(Data for analysis Opens)
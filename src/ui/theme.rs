//! Theme system for the form application
//! Supports both dark and light modes with consistent color palette

use iced::color;
use iced::font::Weight;
use iced::widget::{button, container, pick_list, text_input};
use iced::{Background, Border, Color, Shadow, Theme, Vector};

// ============================================================================
// Color Palette - Dynamic based on theme
// ============================================================================

/// Check if theme is dark mode
fn is_dark(theme: &Theme) -> bool {
    matches!(
        theme,
        Theme::Dark
            | Theme::Dracula
            | Theme::Nord
            | Theme::SolarizedDark
            | Theme::GruvboxDark
            | Theme::CatppuccinMocha
            | Theme::TokyoNight
            | Theme::TokyoNightStorm
            | Theme::KanagawaWave
            | Theme::KanagawaDragon
            | Theme::Moonfly
            | Theme::Nightfly
            | Theme::Oxocarbon
    )
}

// Dark mode colors
mod dark {
    use super::*;
    pub const BACKGROUND: Color = color!(0x121212);
    pub const CARD: Color = color!(0x1e1e1e);
    pub const INPUT_BG: Color = color!(0x2a2a2a);
    pub const BORDER: Color = color!(0x3a3a3a);
    pub const TEXT_MUTED: Color = color!(0x888888);
    pub const TEXT_SECONDARY: Color = color!(0xb3b3b3);
    pub const TEXT_PRIMARY: Color = color!(0xf2f2f2);
}

// Light mode colors
mod light {
    use super::*;
    pub const BACKGROUND: Color = color!(0xffffff);
    pub const CARD: Color = color!(0xf9f9f9);
    pub const INPUT_BG: Color = color!(0xffffff);
    pub const BORDER: Color = color!(0xdddddd);
    pub const TEXT_MUTED: Color = color!(0x999999);
    pub const TEXT_SECONDARY: Color = color!(0x555555);
    pub const TEXT_PRIMARY: Color = color!(0x333333);
}

/// Get background color based on theme
pub fn background(theme: &Theme) -> Color {
    if is_dark(theme) {
        dark::BACKGROUND
    } else {
        light::BACKGROUND
    }
}

/// Get card color based on theme
pub fn card_bg(theme: &Theme) -> Color {
    if is_dark(theme) {
        dark::CARD
    } else {
        light::CARD
    }
}

/// Get input background color based on theme
pub fn input_bg(theme: &Theme) -> Color {
    if is_dark(theme) {
        dark::INPUT_BG
    } else {
        light::INPUT_BG
    }
}

/// Get border color based on theme
pub fn border_color(theme: &Theme) -> Color {
    if is_dark(theme) {
        dark::BORDER
    } else {
        light::BORDER
    }
}

/// Get muted text color based on theme
pub fn text_muted(theme: &Theme) -> Color {
    if is_dark(theme) {
        dark::TEXT_MUTED
    } else {
        light::TEXT_MUTED
    }
}

/// Get secondary text color based on theme
pub fn text_secondary(theme: &Theme) -> Color {
    if is_dark(theme) {
        dark::TEXT_SECONDARY
    } else {
        light::TEXT_SECONDARY
    }
}

/// Get primary text color based on theme
pub fn text_primary(theme: &Theme) -> Color {
    if is_dark(theme) {
        dark::TEXT_PRIMARY
    } else {
        light::TEXT_PRIMARY
    }
}

/// Primary accent color (submit button blue)
pub const ACCENT: Color = color!(0x2196f3);

/// Hover state for primary accent
pub const ACCENT_HOVER: Color = color!(0x1976d2);

/// Pressed state for primary accent
pub const ACCENT_PRESSED: Color = color!(0x1565c0);

// Bold weight renders differently across platforms
#[cfg(target_os = "macos")]
pub const BOLD_WEIGHT: Weight = Weight::Semibold;
#[cfg(not(target_os = "macos"))]
pub const BOLD_WEIGHT: Weight = Weight::Bold;

#[cfg(target_os = "macos")]
pub const MEDIUM_WEIGHT: Weight = Weight::Medium;
#[cfg(not(target_os = "macos"))]
pub const MEDIUM_WEIGHT: Weight = Weight::Normal;

// ============================================================================
// Container Styles
// ============================================================================

/// Page background
pub fn page(theme: &Theme) -> container::Style {
    container::Style {
        background: Some(Background::Color(background(theme))),
        text_color: Some(text_primary(theme)),
        ..Default::default()
    }
}

/// Raised card holding the form fields
pub fn form_card(theme: &Theme) -> container::Style {
    container::Style {
        background: Some(Background::Color(card_bg(theme))),
        text_color: Some(text_primary(theme)),
        border: Border {
            radius: 10.0.into(),
            ..Default::default()
        },
        shadow: Shadow {
            color: Color::from_rgba(0.0, 0.0, 0.0, 0.2),
            offset: Vector::new(0.0, 2.0),
            blur_radius: 3.0,
        },
        ..Default::default()
    }
}

/// Modal dialog box
pub fn dialog(theme: &Theme) -> container::Style {
    container::Style {
        background: Some(Background::Color(card_bg(theme))),
        text_color: Some(text_primary(theme)),
        border: Border {
            radius: 12.0.into(),
            width: 1.0,
            color: border_color(theme),
        },
        shadow: Shadow {
            color: Color::from_rgba(0.0, 0.0, 0.0, 0.5),
            offset: Vector::new(0.0, 8.0),
            blur_radius: 24.0,
        },
        ..Default::default()
    }
}

/// Overlay backdrop color
pub fn overlay_backdrop(theme: &Theme, opacity: f32) -> Color {
    if is_dark(theme) {
        Color::from_rgba(0.0, 0.0, 0.0, opacity)
    } else {
        Color::from_rgba(0.0, 0.0, 0.0, opacity * 0.7)
    }
}

// ============================================================================
// Button Styles
// ============================================================================

/// Submit button - filled accent, white label
pub fn submit_button(_theme: &Theme, status: button::Status) -> button::Style {
    let base = button::Style {
        background: Some(Background::Color(ACCENT)),
        text_color: Color::WHITE,
        border: Border {
            radius: 5.0.into(),
            ..Default::default()
        },
        ..Default::default()
    };

    match status {
        button::Status::Hovered => button::Style {
            background: Some(Background::Color(ACCENT_HOVER)),
            ..base
        },
        button::Status::Pressed => button::Style {
            background: Some(Background::Color(ACCENT_PRESSED)),
            ..base
        },
        _ => base,
    }
}

/// Dialog acknowledgement button
pub fn dialog_button(_theme: &Theme, status: button::Status) -> button::Style {
    let bg = match status {
        button::Status::Hovered => ACCENT_HOVER,
        button::Status::Pressed => ACCENT_PRESSED,
        _ => ACCENT,
    };
    button::Style {
        background: Some(Background::Color(bg)),
        text_color: Color::WHITE,
        border: Border {
            radius: 8.0.into(),
            ..Default::default()
        },
        ..Default::default()
    }
}

// ============================================================================
// Input Styles
// ============================================================================

/// Form text input style
pub fn form_input(theme: &Theme, status: text_input::Status) -> text_input::Style {
    let border_color = match status {
        text_input::Status::Focused { .. } => ACCENT,
        _ => border_color(theme),
    };
    text_input::Style {
        background: Background::Color(input_bg(theme)),
        border: Border {
            color: border_color,
            width: 1.0,
            radius: 5.0.into(),
        },
        icon: text_muted(theme),
        placeholder: text_muted(theme),
        value: text_primary(theme),
        selection: ACCENT,
    }
}

// ============================================================================
// Pick List Styles
// ============================================================================

/// Language pick list style
pub fn settings_pick_list(theme: &Theme, status: pick_list::Status) -> pick_list::Style {
    let bg = if is_dark(theme) {
        match status {
            pick_list::Status::Active => Color::from_rgba(1.0, 1.0, 1.0, 0.08),
            pick_list::Status::Hovered => Color::from_rgba(1.0, 1.0, 1.0, 0.12),
            pick_list::Status::Opened { .. } => Color::from_rgba(1.0, 1.0, 1.0, 0.15),
        }
    } else {
        match status {
            pick_list::Status::Active => Color::from_rgba(0.0, 0.0, 0.0, 0.05),
            pick_list::Status::Hovered => Color::from_rgba(0.0, 0.0, 0.0, 0.08),
            pick_list::Status::Opened { .. } => Color::from_rgba(0.0, 0.0, 0.0, 0.1),
        }
    };

    let border_color = if is_dark(theme) {
        Color::from_rgba(1.0, 1.0, 1.0, 0.1)
    } else {
        Color::from_rgba(0.0, 0.0, 0.0, 0.15)
    };

    pick_list::Style {
        text_color: text_primary(theme),
        placeholder_color: text_muted(theme),
        handle_color: text_secondary(theme),
        background: Background::Color(bg),
        border: Border {
            radius: 8.0.into(),
            width: 1.0,
            color: border_color,
        },
    }
}

/// Unified dropdown menu style - rounded corners, theme-aware background
pub fn settings_pick_list_menu(theme: &Theme) -> iced::overlay::menu::Style {
    let (bg, selected_bg, border_color) = if is_dark(theme) {
        (
            Color::from_rgb(0.15, 0.15, 0.15),
            Color::from_rgba(1.0, 1.0, 1.0, 0.1),
            Color::from_rgba(1.0, 1.0, 1.0, 0.1),
        )
    } else {
        (
            Color::from_rgb(0.98, 0.98, 0.98),
            Color::from_rgba(0.0, 0.0, 0.0, 0.08),
            Color::from_rgba(0.0, 0.0, 0.0, 0.1),
        )
    };

    iced::overlay::menu::Style {
        text_color: text_primary(theme),
        background: Background::Color(bg),
        border: Border {
            radius: 8.0.into(),
            width: 1.0,
            color: border_color,
        },
        selected_text_color: text_primary(theme),
        selected_background: Background::Color(selected_bg),
        shadow: Shadow::default(),
    }
}

// ============================================================================
// Text Colors
// ============================================================================

/// Form page title color
pub fn form_title(theme: &Theme) -> Color {
    text_primary(theme)
}

/// Field label color
pub fn field_label(theme: &Theme) -> Color {
    if is_dark(theme) {
        Color::from_rgb(0.85, 0.85, 0.85)
    } else {
        Color::from_rgb(0.2, 0.2, 0.2)
    }
}

/// Settings bar label color
pub fn settings_label(theme: &Theme) -> Color {
    if is_dark(theme) {
        Color::from_rgb(0.9, 0.9, 0.9)
    } else {
        Color::from_rgb(0.15, 0.15, 0.15)
    }
}
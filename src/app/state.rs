// src/app/state.rs
//! Application state definitions

use crate::features::{FormFields, Settings, Submission};
use crate::i18n::Locale;

/// Main application state
pub struct App {
    /// Core infrastructure (settings, locale)
    pub core: CoreState,
    /// The form being edited
    pub form: FormFields,
    /// UI state (active overlays)
    pub ui: UiState,
}

/// Core infrastructure and services
pub struct CoreState {
    pub settings: Settings,
    pub locale: Locale,
}

impl CoreState {
    /// Initialize core state with loaded settings
    pub fn new(settings: Settings, locale: Locale) -> Self {
        Self { settings, locale }
    }
}

/// UI state
pub struct UiState {
    /// Currently shown modal alert, if any
    pub alert: Option<AlertState>,
}

impl UiState {
    pub fn new() -> Self {
        Self { alert: None }
    }
}

/// Which alert is on screen
#[derive(Debug, Clone, PartialEq, Eq)]
pub enum AlertState {
    /// Validation failed: a required field is missing
    MissingFields,
    /// Submission accepted; carries what was sent
    Sent(Submission),
}
//! UI module for the form application
//!
//! # Architecture
//!
//! The UI is organized into three layers:
//!
//! - **Widgets** (`widgets`): Composable UI patterns without business logic
//! - **Components** (`components`): Business-specific UI with Message handling
//! - **Pages** (`pages`): Full-screen views composed from the layers below

pub mod components;
pub mod pages;
pub mod theme;
pub mod widgets;
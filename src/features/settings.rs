//! Application settings persistence
//!
//! Handles saving and loading user preferences.

use std::path::{Path, PathBuf};

use serde::{Deserialize, Serialize};

/// Application settings
#[derive(Debug, Clone, Serialize, Deserialize, Default)]
pub struct Settings {
    /// Display and interface settings
    pub display: DisplaySettings,
}

/// Display and interface settings
#[derive(Debug, Clone, Serialize, Deserialize)]
pub struct DisplaySettings {
    /// Dark mode enabled
    pub dark_mode: bool,
    /// Application language
    pub language: String,
}

impl Default for DisplaySettings {
    fn default() -> Self {
        Self {
            dark_mode: false,
            language: "es".to_string(),
        }
    }
}

impl Settings {
    /// Get the settings file path
    pub fn file_path() -> Option<PathBuf> {
        directories::ProjectDirs::from("com", "formulario", "Formulario")
            .map(|dirs| dirs.config_dir().join("settings.json"))
    }

    /// Load settings from file, or return defaults if not found
    pub fn load() -> Self {
        Self::file_path()
            .and_then(|path| Self::load_from_file(&path).ok())
            .unwrap_or_default()
    }

    /// Load settings from a specific file
    pub fn load_from_file(path: &Path) -> Result<Self, SettingsError> {
        let content =
            std::fs::read_to_string(path).map_err(|e| SettingsError::Io(e.to_string()))?;
        serde_json::from_str(&content).map_err(|e| SettingsError::Parse(e.to_string()))
    }

    /// Save settings to the default file
    pub fn save(&self) -> Result<(), SettingsError> {
        if let Some(path) = Self::file_path() {
            self.save_to_file(&path)
        } else {
            Err(SettingsError::Io(
                "Could not determine config directory".to_string(),
            ))
        }
    }

    /// Save settings to a specific file
    pub fn save_to_file(&self, path: &Path) -> Result<(), SettingsError> {
        // Ensure parent directory exists
        if let Some(parent) = path.parent() {
            std::fs::create_dir_all(parent).map_err(|e| SettingsError::Io(e.to_string()))?;
        }

        let content =
            serde_json::to_string_pretty(self).map_err(|e| SettingsError::Parse(e.to_string()))?;
        std::fs::write(path, content).map_err(|e| SettingsError::Io(e.to_string()))?;
        Ok(())
    }
}

/// Errors that can occur with settings
#[derive(Debug, Clone)]
pub enum SettingsError {
    Io(String),
    Parse(String),
}

impl std::fmt::Display for SettingsError {
    fn fmt(&self, f: &mut std::fmt::Formatter<'_>) -> std::fmt::Result {
        match self {
            SettingsError::Io(e) => write!(f, "IO error: {}", e),
            SettingsError::Parse(e) => write!(f, "Parse error: {}", e),
        }
    }
}

impl std::error::Error for SettingsError {}
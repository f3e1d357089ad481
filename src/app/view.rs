// src/app/view.rs
//! Application view rendering

use iced::widget::{Space, column, stack};
use iced::{Element, Fill};

use super::App;
use super::message::Message;
use crate::ui::{components, pages};

impl App {
    /// Build the application view
    pub fn view(&self) -> Element<'_, Message> {
        let settings_bar = components::settings_bar::view(&self.core.settings, self.core.locale);
        let form_page = pages::form::view(&self.form, self.core.locale);

        let main_layout: Element<'_, Message> = column![settings_bar, form_page]
            .width(Fill)
            .height(Fill)
            .into();

        // Alert overlay (empty space if not visible)
        let alert_overlay: Element<'_, Message> = if let Some(alert) = &self.ui.alert {
            components::alert::view(alert, self.core.locale)
        } else {
            Space::new().width(0).height(0).into()
        };

        stack![main_layout, alert_overlay]
            .width(Fill)
            .height(Fill)
            .into()
    }
}
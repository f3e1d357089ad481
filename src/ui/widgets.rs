//! Reusable UI widgets - composable components without business logic
//!
//! Widgets combine basic iced elements into reusable UI patterns.
//! They should not contain any business logic or depend on `crate::app`
//! directly; callbacks stay generic over the message type.

mod labeled_input;

pub use labeled_input::labeled_input;
//! UI Components module - business-specific composite components
//!
//! Components combine widgets with application logic. They are the
//! only UI layer that should import from `crate::app`.

pub mod alert;
pub mod settings_bar;
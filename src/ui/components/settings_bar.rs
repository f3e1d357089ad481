//! Settings bar component
//!
//! Compact row above the form: language selection and dark mode.

use iced::widget::{Space, pick_list, row, text, toggler};
use iced::{Alignment, Element, Fill, Padding};

use crate::app::Message;
use crate::features::Settings;
use crate::i18n::{Key, Language, Locale};
use crate::ui::theme;

/// Build the settings bar
pub fn view(settings: &Settings, locale: Locale) -> Element<'static, Message> {
    let current_language = if settings.display.language == "en" {
        Language::English
    } else {
        Language::Spanish
    };

    let language_pick = pick_list(
        Language::all().to_vec(),
        Some(current_language),
        |lang: Language| Message::UpdateAppLanguage(lang.code().to_string()),
    )
    .text_size(13)
    .padding([6, 10])
    .style(theme::settings_pick_list)
    .menu_style(theme::settings_pick_list_menu);

    let language_label = text(locale.get(Key::SettingsLanguage).to_string())
        .size(13)
        .style(|theme| text::Style {
            color: Some(theme::settings_label(theme)),
        });

    let dark_mode_label = text(locale.get(Key::SettingsDarkMode).to_string())
        .size(13)
        .style(|theme| text::Style {
            color: Some(theme::settings_label(theme)),
        });

    let dark_mode_toggle = toggler(settings.display.dark_mode)
        .on_toggle(Message::UpdateDarkMode)
        .size(24);

    row![
        language_label,
        Space::new().width(8),
        language_pick,
        Space::new().width(Fill),
        dark_mode_label,
        Space::new().width(8),
        dark_mode_toggle,
    ]
    .align_y(Alignment::Center)
    .padding(Padding::new(12.0).left(20.0).right(20.0))
    .into()
}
(Data for analysis Closes)
> Task brief
Copy out, exactly and alone, the lines of the entries above between the ones holding "module for the form application" and "with Message handling", inclusive.

> Exercise response
//! UI module for the form application
//!
//! # Architecture
//!
//! The UI is organized into three layers:
//!
//! - **Widgets** (`widgets`): Composable UI patterns without business logic
//! - **Components** (`components`): Business-specific UI with Message handling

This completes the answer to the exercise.